No one doubts that Johnson was right to push for those civil rights measures. And he was well aware of the potential damage they would do to a Democratic Party that was then a coalition including whites and African Americans, liberals from the North and conservative segregationists from the South.

Those battles over civil rights set off a political realignment that played out over decades and led eventually to a Republican domination of the South that continues to this day.

Still, the health-care battle has divided the country in ways that the Medicare debate of the 1960s did not. One reason is that partisanship and political polarization are measurably worse today. Another factor is that trust in government is far lower than in the 1960s. Finally, the political parties are far more homogenous, particularly the Republican Party, whose members decidedly identify themselves as conservative or very conservative.

Democrats are keenly aware of the risks ahead, which is why it has been so difficult for House Speaker Nancy Pelosi (D-Calif.) to round up the votes. Many Democrats, recalling the debacle after their failure on health care in 1994, think that another failure will be equally costly.
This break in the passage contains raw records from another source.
//! The per-page agent: decides what a page is and runs the matching flow.
use std::sync::{Arc, Mutex, MutexGuard};
use std::time::Duration;

use bookhub_core::{
    Collection, EnrichRequest, EnrichedRecord, HarvestSettings, OwnershipStatus, Snapshot,
};
use bookhub_logging::{bookhub_debug, bookhub_info, bookhub_warn};
use chrono::Utc;
use tokio::sync::mpsc;
use tokio::task::JoinHandle;
use tokio_util::sync::CancellationToken;
use url::Url;

use crate::{
    extract_product, is_library_page, HarvestSource, RelayClient, SessionResult, SnapshotStore,
    SourceError, SyncSession,
};

/// Query parameter marking a surface opened to run a full sync.
pub const AUTO_SYNC_PARAM: &str = "bookhub_sync";

/// Refresh delays after mount; lazily rendered libraries fill in over seconds.
pub const RETRY_DELAYS_MS: [u64; 4] = [600, 1500, 3000, 5000];

/// `url` with the auto-sync marker appended.
pub fn with_auto_sync(url: &Url) -> Url {
    let mut url = url.clone();
    url.query_pairs_mut().append_pair(AUTO_SYNC_PARAM, "1");
    url
}

pub fn is_auto_sync(url: &Url) -> bool {
    url.query_pairs()
        .any(|(name, value)| name == AUTO_SYNC_PARAM && value == "1")
}

#[derive(Debug, Clone, Copy, PartialEq, Eq)]
pub enum AgentMode {
    /// Keep a live view of the library as it renders.
    Library,
    /// Harvest the whole library, report, and let the coordinator close us.
    AutoSync,
    /// Show enriched metadata for a single product.
    Product,
}

impl AgentMode {
    pub fn for_url(url: &Url) -> Self {
        if is_auto_sync(url) {
            AgentMode::AutoSync
        } else if is_library_page(url) {
            AgentMode::Library
        } else {
            AgentMode::Product
        }
    }
}

/// Re-reads the page and merges what it finds into a live collection.
#[derive(Clone)]
pub struct LibraryRefresher {
    source: Arc<dyn HarvestSource>,
    store: Arc<dyn SnapshotStore>,
    collection: Arc<Mutex<Collection>>,
}

impl LibraryRefresher {
    pub fn new(source: Arc<dyn HarvestSource>, store: Arc<dyn SnapshotStore>) -> Self {
        Self {
            source,
            store,
            collection: Arc::new(Mutex::new(Collection::new())),
        }
    }

    pub fn collection(&self) -> Collection {
        self.lock().clone()
    }

    /// Extract, merge, and checkpoint when something new showed up.
    /// Returns the number of records added.
    pub async fn refresh(&self, reason: &str) -> Result<usize, SourceError> {
        let candidates = self.source.extract().await?;
        let (inserted, snapshot) = {
            let mut collection = self.lock();
            let inserted = collection.absorb(candidates);
            let snapshot = (inserted > 0)
                .then(|| Snapshot::capture(&collection, self.source.url(), Utc::now()));
            (inserted, snapshot)
        };
        bookhub_debug!("refresh ({}): {} new records", reason, inserted);

        if let Some(snapshot) = snapshot {
            if let Err(err) = self.store.write(&snapshot).await {
                bookhub_warn!("library snapshot not written: {}", err);
            }
        }
        Ok(inserted)
    }

    fn lock(&self) -> MutexGuard<'_, Collection> {
        self.collection
            .lock()
            .unwrap_or_else(|poisoned| poisoned.into_inner())
    }
}

/// Keeps refresh timers and the change listener alive; dropping it stops them.
pub struct RefreshGuard {
    token: CancellationToken,
    tasks: Vec<JoinHandle<()>>,
}

impl RefreshGuard {
    pub fn cancel(&self) {
        self.token.cancel();
    }

    pub fn is_cancelled(&self) -> bool {
        self.token.is_cancelled()
    }

    /// Waits until every retry fired and the change feed closed (or the guard was cancelled).
    pub async fn join(mut self) {
        for task in std::mem::take(&mut self.tasks) {
            if let Err(err) = task.await {
                bookhub_debug!("refresh task ended abnormally: {}", err);
            }
        }
    }
}

impl Drop for RefreshGuard {
    fn drop(&mut self) {
        self.token.cancel();
    }
}

pub struct PageAgent {
    url: Url,
    source: Arc<dyn HarvestSource>,
    store: Arc<dyn SnapshotStore>,
    relay: RelayClient,
    settings: HarvestSettings,
}

impl PageAgent {
    pub fn new(
        url: Url,
        source: Arc<dyn HarvestSource>,
        store: Arc<dyn SnapshotStore>,
        relay: RelayClient,
    ) -> Self {
        Self {
            url,
            source,
            store,
            relay,
            settings: HarvestSettings::default(),
        }
    }

    pub fn with_settings(mut self, settings: HarvestSettings) -> Self {
        self.settings = settings;
        self
    }

    pub fn mode(&self) -> AgentMode {
        AgentMode::for_url(&self.url)
    }

    /// Initial refresh, then the retry schedule and one refresh per change
    /// notification until the returned guard is dropped.
    pub async fn mount_library(
        &self,
        mut changes: mpsc::Receiver<()>,
    ) -> (LibraryRefresher, RefreshGuard) {
        let refresher = LibraryRefresher::new(self.source.clone(), self.store.clone());
        if let Err(err) = refresher.refresh("initial").await {
            bookhub_warn!("initial library refresh failed: {}", err);
        }

        let token = CancellationToken::new();
        let mut tasks = Vec::with_capacity(RETRY_DELAYS_MS.len() + 1);
        for delay in RETRY_DELAYS_MS {
            let token = token.clone();
            let refresher = refresher.clone();
            tasks.push(tokio::spawn(async move {
                tokio::select! {
                    _ = token.cancelled() => {}
                    _ = tokio::time::sleep(Duration::from_millis(delay)) => {
                        let reason = format!("delayed-retry-{delay}ms");
                        if let Err(err) = refresher.refresh(&reason).await {
                            bookhub_warn!("{} failed: {}", reason, err);
                        }
                    }
                }
            }));
        }

        let listener_token = token.clone();
        let listener = refresher.clone();
        tasks.push(tokio::spawn(async move {
            loop {
                tokio::select! {
                    _ = listener_token.cancelled() => break,
                    change = changes.recv() => {
                        if change.is_none() {
                            break;
                        }
                        if let Err(err) = listener.refresh("change-notification").await {
                            bookhub_warn!("change refresh failed: {}", err);
                        }
                    }
                }
            }
        }));

        (refresher, RefreshGuard { token, tasks })
    }

    /// The session auto-sync runs: it reports its end with `autoClose: true`.
    pub fn auto_sync_session(&self) -> SyncSession {
        SyncSession::new(self.source.clone(), self.store.clone(), self.settings)
            .with_notifier(Arc::new(self.relay.clone()), Some(true))
    }

    /// Runs a full auto-sync session.
    pub async fn run_auto_sync(&self) -> SessionResult {
        bookhub_info!("auto-sync requested for {}", self.url);
        let session = self.auto_sync_session();
        let result = session.start().await;
        bookhub_info!("auto-sync for {}: {}", self.url, session.status().summary());
        result
    }

    /// Enriched metadata for the product in `html`; `None` when the page has
    /// no product. Relay failures fall back to the page data.
    pub async fn resolve_product(&self, html: &str) -> Option<EnrichedRecord> {
        let product = extract_product(html, &self.url)?;
        let fallback = EnrichedRecord::local(
            &product.title,
            product.identifier.clone(),
            product.image_url.clone(),
            OwnershipStatus::Checking,
        );
        let request = EnrichRequest {
            title: product.title,
            identifier: product.identifier,
            image_url: product.image_url,
        };
        match self.relay.enrich(request).await {
            Ok(record) => Some(record),
            Err(err) => {
                bookhub_warn!("enrichment unavailable, using page data: {}", err);
                Some(fallback)
            }
        }
    }
}
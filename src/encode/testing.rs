//! Shell stand-in for ffmpeg, so encode and mux paths run without the real binary.
//!
//! The encode call is recognised by its `pipe:0` input; anything else is a mux call.
//! `$last` is the output path, `$5` the first `-i` input of a mux call.

use std::os::unix::fs::PermissionsExt;
use std::path::{Path, PathBuf};

/// Drain stdin into the output file.
pub const ENCODE_OK: &str = r#"cat > "$last""#;
/// Fail before reading any frames.
pub const ENCODE_REJECT: &str = r#"echo "Unknown encoder 'mpeg4'" >&2; exit 1"#;
/// Copy the silent video through as the final output.
pub const MUX_COPY: &str = r#"cp "$5" "$last""#;
/// Leave a partial output behind, then fail.
pub const MUX_FAIL: &str = r#"echo partial > "$last"; echo "mux boom" >&2; exit 1"#;

pub fn fake_ffmpeg(dir: &Path, encode: &str, mux: &str) -> PathBuf {
    let path = dir.join("fake-ffmpeg");
    let script = format!(
        "#!/bin/sh\nfor last; do :; done\ncase \" $* \" in\n*\" pipe:0 \"*)\n{}\n;;\n*)\n{}\n;;\nesac\n",
        encode, mux
    );
    std::fs::write(&path, script).unwrap();
    std::fs::set_permissions(&path, std::fs::Permissions::from_mode(0o755)).unwrap();
    path
}
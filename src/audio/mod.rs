pub mod decode;
pub mod power;
//! Audio-modulated noise frames.
//!
//! Each frame adds Gaussian noise to the *previous* frame and blends the result
//! back toward the clean base image, weighted by the frame's normalized power.
//! The noise therefore accumulates across frames as a power-driven random walk
//! rather than being drawn fresh over the base image each time.

use anyhow::Result;
use image::RgbImage;
use rand::rngs::StdRng;
use rand::{Rng, SeedableRng};
use rand_distr::StandardNormal;

use super::base::BaseImage;
use super::FrameSink;
use crate::audio::power::PowerSequence;
use crate::config::NoiseConfig;

pub struct NoiseSynthesizer<'a> {
    base: &'a BaseImage,
    params: NoiseConfig,
}

impl<'a> NoiseSynthesizer<'a> {
    pub fn new(base: &'a BaseImage, params: &NoiseConfig) -> Self {
        Self {
            base,
            params: params.clone(),
        }
    }

    /// Lazy frame sequence for one audio file. Seeded generators make the
    /// output reproducible; otherwise the generator is seeded from entropy.
    pub fn frames(&self, powers: &PowerSequence) -> NoiseFrames<'a, StdRng> {
        let rng = match self.params.seed {
            Some(seed) => StdRng::seed_from_u64(seed),
            None => StdRng::from_entropy(),
        };
        self.frames_with_rng(powers, rng)
    }

    pub fn frames_with_rng<R: Rng>(&self, powers: &PowerSequence, rng: R) -> NoiseFrames<'a, R> {
        NoiseFrames {
            base: self.base.pixels(),
            weights: powers.normalized().collect::<Vec<_>>().into_iter(),
            previous: None,
            rng,
            max_noise: self.params.max_noise,
            std_dev: self.params.std_dev,
            scale: self.params.scale,
        }
    }
}

/// One-shot iterator over synthesized frames. Holds the running "previous frame".
pub struct NoiseFrames<'a, R> {
    base: &'a RgbImage,
    weights: std::vec::IntoIter<f64>,
    previous: Option<RgbImage>,
    rng: R,
    max_noise: f64,
    std_dev: f64,
    scale: f64,
}

impl<R: Rng> Iterator for NoiseFrames<'_, R> {
    type Item = RgbImage;

    fn next(&mut self) -> Option<RgbImage> {
        let weight = self.weights.next()?;

        let frame = if weight == 0.0 {
            self.base.clone()
        } else {
            let mean = self.max_noise * weight;
            let mut noisy = self.previous.as_ref().unwrap_or(self.base).clone();
            for channel in noisy.iter_mut() {
                let z: f64 = self.rng.sample(StandardNormal);
                let noise = wrap_to_u8(self.scale * (mean + self.std_dev * z));
                *channel = channel.wrapping_add(noise);
            }
            for (out, &clean) in noisy.iter_mut().zip(self.base.iter()) {
                *out = blend(*out, clean, weight);
            }
            noisy
        };

        self.previous = Some(frame.clone());
        Some(frame)
    }

    fn size_hint(&self) -> (usize, Option<usize>) {
        self.weights.size_hint()
    }
}

impl<R: Rng> ExactSizeIterator for NoiseFrames<'_, R> {}

/// Push every frame into `sink`, calling `on_frame` with the running count.
pub fn render<I, S>(mut frames: I, sink: &mut S, mut on_frame: impl FnMut(usize)) -> Result<usize>
where
    I: Iterator<Item = RgbImage>,
    S: FrameSink + ?Sized,
{
    frames.try_fold(0usize, |written, frame| {
        sink.write_frame(&frame)?;
        on_frame(written + 1);
        Ok(written + 1)
    })
}

/// Truncate toward zero, then wrap modulo 256. Out-of-range noise wraps
/// instead of saturating.
fn wrap_to_u8(value: f64) -> u8 {
    value as i64 as u8
}

/// `noisy * weight + clean * (1 - weight)`, rounded half to even and saturated.
fn blend(noisy: u8, clean: u8, weight: f64) -> u8 {
    (noisy as f64 * weight + clean as f64 * (1.0 - weight))
        .round_ties_even()
        .clamp(0.0, 255.0) as u8
}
Others say there will be a price to be paid no matter what happens.

“The political consequences of 1994 took a full decade for the D Party to undo and reverse,” said William Galston, a senior fellow at the Brookings Institution and a domestic policy adviser in the Clinton White House. “If the political consequences of this effort turn out to be as long-lasting as 1994, that would be a very significant price that will have to be weighed in the historical balance.”

But will Republicans regret their unanimous opposition? Historian Kennedy sees dangers for the GOP if a reformed health- care system turns out to be as popular as Social Security and Medicare.

“They confer real benefits on people that are palpable, and people believe in them,” he said of those two programs. “What the political calculus is [among Republicans] that lets this come through a strictly Democratic proposal is a pretty high-stakes gamble.”

Vin Weber, a former Republican House member from Minnesota, disagrees. He said this measure is different, not only because it has widened the ideological chasm in the country but also because the costs and benefits will fall unequally on different groups of people over the years.

“Medicare and Social Security immediately created a large group of beneficiaries who immediately understood what they were getting,” he said. “That’s not the case here.”

Such differing interpretations guarantee that even if the bills pass, the fight over health care will continue long afterward. “The division we now have is not going to disappear,” Dallek said. “It’s going to be a continuing part of the national debate. This legislation is going to play out over the next four or five or six years.”